Se há vaga, por que há fila de espera? Entenda | Jornal Plural
4 dez 2020 - 16h18

Se há vaga, por que há fila de espera? Entenda

A matemática de quem irá, ou não, para um hospital depende de mais fatores do que apenas leitos livres

Na angustiante espera por uma vaga de internação, não faltam relatos de quem se sentiu deixado para trás. Tem o paciente que está há mais tempo aguardando, mas vê outro atendido primeiro. Há o que parece em pior situação, mas outra pessoa é transferida na frente.

“Não há só uma fila”, explica o médico Pedro Almeida, diretor do Departamento de Urgência e Emergência da Secretaria Municipal de Saúde de Curitiba. Nos 29 municípios da Região Metropolitana de Curitiba (RMC) uma Central de Regulação faz a distribuição de leitos das demandas de UPAs, do SAMU e de hospitais de baixa complexidade das cidades menores da Região.

Na última quinta-feira, dia 3 de dezembro, essa “fila” tinha 282 pessoas por volta das 20h. Na sexta, dia 4, eram 269 pessoas aguardando leito por volta das 14h.

Esse total, no entanto, não mostra a real situação. “Há diferentes demandas. Você pode ter um leito, mas seu paciente é um homem idoso, além da infecção respiratória, é cardiopata, por exemplo, mas o leito disponível não tem apoio cardiológico”, diz.

Fluxo de atendimento de urgência e emergência. Fonte: Dr. Pedro Almeida

Outra dificuldade tem relação com o sexo do pacientes. Nas enfermarias, há leitos destinados a mulheres e os destinados a homens, isso sem falar nos leitos que são pediátricos.

O que a Central de Regulação faz, explica Almeida, é ponderar a prioridade entre pacientes de acordo com a situação de cada um. Quanto mais grave o quadro, mais no início da fila fica o paciente. Como isso considera pacientes em toda região, o paciente com situação mais grave em um ponto de atendimento nem sempre vai ser o que está sendo priorizado na Central.

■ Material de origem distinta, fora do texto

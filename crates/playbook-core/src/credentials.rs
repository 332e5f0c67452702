//! Credential sources
//!
//! Where connection inputs come from. The assembler only asks for values by
//! name; reading the process environment is one implementation.

use std::collections::HashMap;

use playbook_model::Platform;

use crate::config::{
    ENV_CLOUD_APIKEY, ENV_CLOUD_ZONE, ENV_TPP_ACCESS_TOKEN, ENV_TPP_TRUST_BUNDLE, ENV_TPP_URL,
    ENV_TPP_ZONE,
};
use crate::error::{PlaybookError, PlaybookResult};

/// Named credential lookup
pub trait CredentialSource {
    /// Value for `name`, `None` if absent
    fn get(&self, name: &str) -> Option<String>;

    /// Value for `name` on behalf of `platform`
    ///
    /// # Errors
    /// [`PlaybookError::MissingEnvironment`] naming the variable
    fn require(&self, platform: Platform, name: &str) -> PlaybookResult<String> {
        self.get(name).ok_or_else(|| PlaybookError::MissingEnvironment {
            platform,
            variables: vec![name.to_string()],
        })
    }
}

/// Process environment; empty values count as absent
#[derive(Debug, Clone, Copy, Default)]
pub struct EnvCredentialSource;

impl CredentialSource for EnvCredentialSource {
    fn get(&self, name: &str) -> Option<String> {
        std::env::var(name).ok().filter(|value| !value.is_empty())
    }
}

/// In-memory credentials
#[derive(Debug, Clone, Default)]
pub struct StaticCredentialSource {
    values: HashMap<String, String>,
}

impl StaticCredentialSource {
    /// Create empty source
    #[inline]
    #[must_use]
    pub fn new() -> Self {
        Self::default()
    }

    /// With one variable set
    #[must_use]
    pub fn with(mut self, name: impl Into<String>, value: impl Into<String>) -> Self {
        self.values.insert(name.into(), value.into());
        self
    }
}

impl CredentialSource for StaticCredentialSource {
    fn get(&self, name: &str) -> Option<String> {
        self.values.get(name).filter(|value| !value.is_empty()).cloned()
    }
}

impl<S: CredentialSource + ?Sized> CredentialSource for &S {
    fn get(&self, name: &str) -> Option<String> {
        (**self).get(name)
    }
}

/// Variables a platform's connection block needs
#[must_use]
pub fn required_variables(platform: Platform) -> &'static [&'static str] {
    match platform {
        Platform::Tpp => &[ENV_TPP_URL, ENV_TPP_TRUST_BUNDLE, ENV_TPP_ACCESS_TOKEN],
        Platform::Vaas => &[ENV_CLOUD_APIKEY],
    }
}

/// Variable holding a platform's default zone
#[must_use]
pub fn zone_variable(platform: Platform) -> &'static str {
    match platform {
        Platform::Tpp => ENV_TPP_ZONE,
        Platform::Vaas => ENV_CLOUD_ZONE,
    }
}

/// Check that every required variable is present
///
/// # Errors
/// [`PlaybookError::MissingEnvironment`] listing all absent variables
pub fn validate_environment(platform: Platform, source: &impl CredentialSource) -> PlaybookResult<()> {
    let missing: Vec<String> = required_variables(platform)
        .iter()
        .filter(|name| source.get(name).is_none())
        .map(|name| (*name).to_string())
        .collect();

    if missing.is_empty() {
        Ok(())
    } else {
        Err(PlaybookError::MissingEnvironment {
            platform,
            variables: missing,
        })
    }
}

Segundo Almeida, essa “fila” funciona sempre assim, mas com a pandemia e especialmente com o aumento de casos dos últimos dias, a dificuldade é que a disputa por vagas ficou mais acirrada. “Antes eu tinha dois pacientes com as mesmas condições. Se surgia uma vaga, ficava só o outro aguardando a próxima liberação. Agora são cinco. Há uma demanda represada“, diz.